Fr. Richard Meredith, pastor of Sts. Peter and Paul Parish in Hopkinsville, said his philosophy over the past months has been “to be careful but not fearful, cautious not to spread contagion to others, using masks, distance, and hand sanitizer.”

Fr. Richard Meredith, pastor of Sts. Peter and Paul Parish in Hopkinsville, wears a mask while lifting up the Eucharist during Mass in summer 2020. COURTESY OF STS. PETER AND PAUL PARISH

During the shutdown, he said he viewed the experience as a “spiritual ‘wartime’ sheltering in place,” and gave himself more time for prayer, reading and writing.  

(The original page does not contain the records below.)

//! Command wire codec
//!
//! Everything a client may ask the engine to do arrives as a command:
//! `{ "type": "...", "player": n, "payload": {...} }`. The type registry
//! is closed; a type outside it decodes to `None` and the caller drops it
//! without error, so a newer client talking to an older engine degrades
//! to ignored input rather than a poisoned queue. A known type with a
//! malformed payload is a validation error, not a fatal one.
//!
//! Commands are immutable once decoded. The processor appends every
//! executed command to its history verbatim, and replaying that history
//! against the same seed reconstructs the game.

use crate::core::{CardId, PlayerId, TargetRef};
use crate::game::interaction::InteractionAnswer;
use crate::{EngineError, Result};
use serde::{Deserialize, Serialize};
use serde_json::Value;

/// Everything after the envelope: what the player wants to do.
///
/// Serializes adjacently tagged so the wire shape is exactly
/// `{"type": ..., "payload": {...}}` with the payload absent for
/// parameterless commands.
#[derive(Debug, Clone, PartialEq, Serialize, Deserialize)]
#[serde(tag = "type", content = "payload", rename_all = "snake_case")]
pub enum CommandAction {
    /// Play a card from hand during the main phase
    PlayCard {
        card: CardId,
        #[serde(default)]
        slot: Option<u8>,
        #[serde(default)]
        targets: Vec<TargetRef>,
    },

    /// Chain a response onto the open chain
    AddResponse {
        card: CardId,
        #[serde(default)]
        targets: Vec<TargetRef>,
    },

    /// Decline to add to the open chain
    PassChain,

    /// Open combat with this attacker
    DeclareAttacker { attacker: CardId },

    /// Lock in what the declared attacker hits
    DeclareAttackTarget { target: CardId },

    /// Back out of combat before the target is locked in
    CancelAttack,

    /// Toggle one option in the open interaction
    InteractionSelect { target: TargetRef },

    /// Commit a full answer to the open interaction
    InteractionCommit { answer: InteractionAnswer },

    EndTurn,

    Concede,
}

impl CommandAction {
    /// Wire name of this command, as it appears in the `type` field
    pub fn kind(&self) -> &'static str {
        match self {
            CommandAction::PlayCard { .. } => "play_card",
            CommandAction::AddResponse { .. } => "add_response",
            CommandAction::PassChain => "pass_chain",
            CommandAction::DeclareAttacker { .. } => "declare_attacker",
            CommandAction::DeclareAttackTarget { .. } => "declare_attack_target",
            CommandAction::CancelAttack => "cancel_attack",
            CommandAction::InteractionSelect { .. } => "interaction_select",
            CommandAction::InteractionCommit { .. } => "interaction_commit",
            CommandAction::EndTurn => "end_turn",
            CommandAction::Concede => "concede",
        }
    }
}

/// The fixed registry of command types this engine understands
pub const KNOWN_COMMAND_TYPES: &[&str] = &[
    "play_card",
    "add_response",
    "pass_chain",
    "declare_attacker",
    "declare_attack_target",
    "cancel_attack",
    "interaction_select",
    "interaction_commit",
    "end_turn",
    "concede",
];

/// A decoded, validated command ready for the processor
#[derive(Debug, Clone, PartialEq, Serialize, Deserialize)]
pub struct Command {
    pub player: PlayerId,
    pub action: CommandAction,
}

impl Command {
    pub fn new(player: PlayerId, action: CommandAction) -> Self {
        Command { player, action }
    }

    /// Decode a wire command. `Ok(None)` means the type is not in the
    /// registry and the command should be silently dropped.
    pub fn decode(value: &Value) -> Result<Option<Command>> {
        let obj = value
            .as_object()
            .ok_or_else(|| EngineError::InvalidCommand("command is not an object".to_string()))?;

        let kind = obj
            .get("type")
            .and_then(Value::as_str)
            .ok_or_else(|| EngineError::InvalidCommand("command has no type".to_string()))?;
        if !KNOWN_COMMAND_TYPES.contains(&kind) {
            return Ok(None);
        }

        let player = obj
            .get("player")
            .and_then(Value::as_u64)
            .ok_or_else(|| EngineError::InvalidCommand("command has no player".to_string()))?;
        let player: PlayerId = crate::core::EntityId::new(player as u32);

        // Rebuild the adjacently-tagged shape without the envelope fields
        // so serde can do the per-type payload validation.
        let mut tagged = serde_json::Map::new();
        tagged.insert("type".to_string(), Value::String(kind.to_string()));
        if let Some(payload) = obj.get("payload") {
            tagged.insert("payload".to_string(), payload.clone());
        }
        let action: CommandAction =
            serde_json::from_value(Value::Object(tagged)).map_err(|e| {
                EngineError::InvalidCommand(format!("malformed {kind} payload: {e}"))
            })?;

        Ok(Some(Command { player, action }))
    }

    /// Encode to the wire shape. Inverse of [`Command::decode`].
    pub fn encode(&self) -> Result<Value> {
        let mut obj = match serde_json::to_value(&self.action)? {
            Value::Object(map) => map,
            _ => {
                return Err(EngineError::CorruptState(
                    "command action did not serialize to an object".to_string(),
                ))
            }
        };
        obj.insert(
            "player".to_string(),
            Value::Number(self.player.as_u32().into()),
        );
        Ok(Value::Object(obj))
    }
}

#[cfg(test)]
mod tests {
    use super::*;
    use crate::core::EntityId;
    use serde_json::json;

    #[test]
    fn test_decode_play_card() {
        let wire = json!({
            "type": "play_card",
            "player": 0,
            "payload": { "card": 7, "slot": 2 },
        });
        let command = Command::decode(&wire).unwrap().unwrap();
        assert_eq!(command.player, EntityId::new(0));
        assert_eq!(
            command.action,
            CommandAction::PlayCard {
                card: EntityId::new(7),
                slot: Some(2),
                targets: Vec::new(),
            }
        );
    }

    #[test]
    fn test_decode_parameterless_command_without_payload() {
        let wire = json!({ "type": "end_turn", "player": 1 });
        let command = Command::decode(&wire).unwrap().unwrap();
        assert_eq!(command.action, CommandAction::EndTurn);
    }

    #[test]
    fn test_unknown_type_is_silently_dropped() {
        let wire = json!({ "type": "emote", "player": 0, "payload": { "face": "wave" } });
        assert!(Command::decode(&wire).unwrap().is_none());
    }

    #[test]
    fn test_malformed_payload_is_a_validation_error() {
        let wire = json!({ "type": "play_card", "player": 0, "payload": { "slot": 2 } });
        let err = Command::decode(&wire).unwrap_err();
        assert!(!err.is_fatal());
        assert!(matches!(err, EngineError::InvalidCommand(_)));
    }

    #[test]
    fn test_missing_player_rejected() {
        let wire = json!({ "type": "end_turn" });
        assert!(Command::decode(&wire).is_err());
    }

    #[test]
    fn test_encode_decode_round_trip() {
        let command = Command::new(
            EntityId::new(1),
            CommandAction::AddResponse {
                card: EntityId::new(12),
                targets: vec![TargetRef::card(EntityId::new(3))],
            },
        );
        let wire = command.encode().unwrap();
        assert_eq!(wire["type"], "add_response");
        assert_eq!(wire["player"], 1);
        let back = Command::decode(&wire).unwrap().unwrap();
        assert_eq!(back, command);
    }

    #[test]
    fn test_every_kind_is_registered() {
        let actions = [
            CommandAction::PlayCard {
                card: EntityId::new(0),
                slot: None,
                targets: Vec::new(),
            },
            CommandAction::AddResponse {
                card: EntityId::new(0),
                targets: Vec::new(),
            },
            CommandAction::PassChain,
            CommandAction::DeclareAttacker {
                attacker: EntityId::new(0),
            },
            CommandAction::DeclareAttackTarget {
                target: EntityId::new(0),
            },
            CommandAction::CancelAttack,
            CommandAction::InteractionSelect {
                target: TargetRef::card(EntityId::new(0)),
            },
            CommandAction::InteractionCommit {
                answer: InteractionAnswer::Bool { value: true },
            },
            CommandAction::EndTurn,
            CommandAction::Concede,
        ];
        for action in actions {
            assert!(
                KNOWN_COMMAND_TYPES.contains(&action.kind()),
                "{} missing from the registry",
                action.kind()
            );
        }
    }
}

Fr. Meredith said he was quickly taught how to video the Mass with his phone and post it to Facebook, later transitioning to “even better technology.”

With public Masses happening again, he said many people still pray the Mass over livestream and/or radio; the parish currently livestreams at least one Mass a day, and on Sundays one in English and one in Spanish.

“We have many parishioners for whom this is the only way to pray with us, given their concern for their vulnerability,” said Fr. Meredith. “Information from Facebook indicates that we have people participating from around the U.S., sometimes Germany, and sometimes Argentina.”

He is thankful for his parish family and staff who “acted with a very positive ‘can do’ attitude even while experiencing anxiety and fear.”

“All look forward to better, less dangerous times,” he said. “We keep this in prayer together.”

Fr. Meredith also believes God has made the pandemic “an occasion of evangelical grace.”

“By and large the faithful have met it with prayer and spiritual resilience,” he said. “The suffering of the pandemic and the disruptions and losses have been met with determination and with hope.”

Originally printed in the August 2020 issue of The Western Kentucky Catholic.